De actriz de ficción a portavoz del delirio: la peligrosa deriva conspiranoica de Elisa Mouliaá
DE LA TELEVISIÓN A LA TRINCHERA DE LA DESINFORMACIÓN
Elisa Mouliaá ha decidido que la realidad no basta. En su universo paralelo, la DANA que arrasó el este del Estado español no fue consecuencia del colapso climático, sino una operación encubierta de la OTAN. Lo dijo sin rubor, en un pódcast con Arturo Zarzalejo, entre alusiones al 11S y teorías sobre virus en el aire. “En siete minutos no puedes llenar once metros cúbicos de agua, es imposible”, afirmó, convencida de haber descubierto la verdad que el mundo ignora.
El problema no es solo lo que dice, sino el eco que genera. Mouliaá, conocida por Águila Roja, lleva años transitando de la ficción televisiva a la ficción ideológica. Su discurso mezcla pseudociencia, negacionismo climático y una fe ciega en la manipulación global, con un tono mesiánico que suena a revelación más que a reflexión. No hay duda: la actriz ha abandonado el plató para instalarse en el terreno resbaladizo del conspiracionismo mediático, donde cada dato científico es una amenaza y cada fenómeno natural, un plan secreto.
Detrás de esta deriva hay un patrón que se repite: figuras públicas con altavoz mediático que convierten su ignorancia en espectáculo. Mouliaá no es una excepción, es un síntoma. Y su discurso no es inofensivo. Cuando se afirma que la OTAN provoca tormentas o que los atentados del 11S fueron un montaje, se alimenta una cultura del recelo y del odio hacia lo verificable. Se sustituye el análisis por el dogma, la ciencia por la sospecha.
DEL 11S A LAS “ENERGÍAS OCULTAS”: EL NEGOCIO DEL MIEDO
No es la primera vez que Mouliaá navega por aguas turbias. Durante la pandemia, acusó a los gobiernos de “usar el miedo como herramienta de control”. Despreció las campañas de vacunación y compartió teorías sobre microchips, rastreo masivo y “mensajes subliminales” en los medios. En sus redes, el término “vibración” aparece más que la palabra “evidencia”. Lo espiritual se confunde con lo político, y lo irracional se viste de rebeldía.

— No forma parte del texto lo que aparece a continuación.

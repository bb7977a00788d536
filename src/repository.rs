//! Read capabilities consumed by the API layer.
//!
//! The handlers never talk to a concrete data source; they are handed these
//! traits. [`crate::database::Database`] backs them with Postgres,
//! [`memory::InMemoryFleet`] backs them in process for tests.

use async_trait::async_trait;

use crate::errors::FleetTrackerError;
use crate::models::{PositionReport, VehicleId, VehicleStatus};

pub mod memory;

/// Read access to the append-only position report stream.
#[async_trait]
pub trait ReportRepository: Send + Sync {
    /// Latest report per vehicle.
    ///
    /// With a filter, only the listed vehicles are considered; without one,
    /// all known vehicles. For every vehicle that has at least one report,
    /// the result holds exactly the report with the maximum
    /// `(recorded_at, id)`; vehicles without reports are absent. Sorted by
    /// vehicle id ascending.
    async fn latest_per_vehicle(
        &self,
        filter: Option<&[VehicleId]>,
    ) -> Result<Vec<PositionReport>, FleetTrackerError>;

    /// Up to `limit` most recent reports for one vehicle, newest first.
    ///
    /// Callers wanting chronological order reverse the result themselves.
    /// An unknown vehicle yields an empty vector.
    async fn recent_for_vehicle(
        &self,
        id: VehicleId,
        limit: u32,
    ) -> Result<Vec<PositionReport>, FleetTrackerError>;
}

/// Read access to the mutable per-vehicle status table.
#[async_trait]
pub trait StatusRepository: Send + Sync {
    /// Snapshot of every vehicle's operational status, ordered by name.
    async fn all_statuses(&self) -> Result<Vec<VehicleStatus>, FleetTrackerError>;
}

Pero esta supuesta “rebeldía” no libera a nadie: manipula y divide. Detrás de cada discurso negacionista hay una maquinaria de desinformación que capitaliza la frustración social. Plataformas digitales, canales de Telegram, pseudomedios alternativos… todos se benefician del clic fácil, del morbo y del miedo. Y figuras como Mouliaá sirven como rostro amable del delirio. La estrategia es vieja: sustituir la verdad incómoda (la crisis climática, la desigualdad, la corrupción) por una mentira sencilla con enemigo incorporado.
Sus palabras sobre el 11S —“un avión no podía derrumbar unas torres así, tuvo que haber una bomba debajo”— no son solo una muestra de ignorancia técnica. Son una rendición ante la lógica del complot. Una lógica que niega la evidencia empírica y alimenta la paranoia global. Mientras los científicos alertan de que la DANA fue amplificada por el calentamiento del Mediterráneo, ella culpa a la OTAN. Mientras las víctimas reconstruyen sus casas, ella busca culpables invisibles.
Y lo más grave: lo hace con la autoridad simbólica que da haber sido un rostro conocido en la televisión pública.
Las palabras de Mouliaá no son anécdota: son un síntoma del colapso cultural de una época que confunde intuición con conocimiento y viralidad con verdad.
Cuando las pantallas se convierten en púlpitos y las actrices en predicadoras de la conspiración, el problema ya no es quién las escucha, sino quién las asesora. Porque lo que hay detrás no es espiritualidad ni búsqueda de la verdad: es negocio, es desinformación y es poder.
Y si la OTAN provoca tormentas, el negacionismo las convierte en tormentas de estupidez.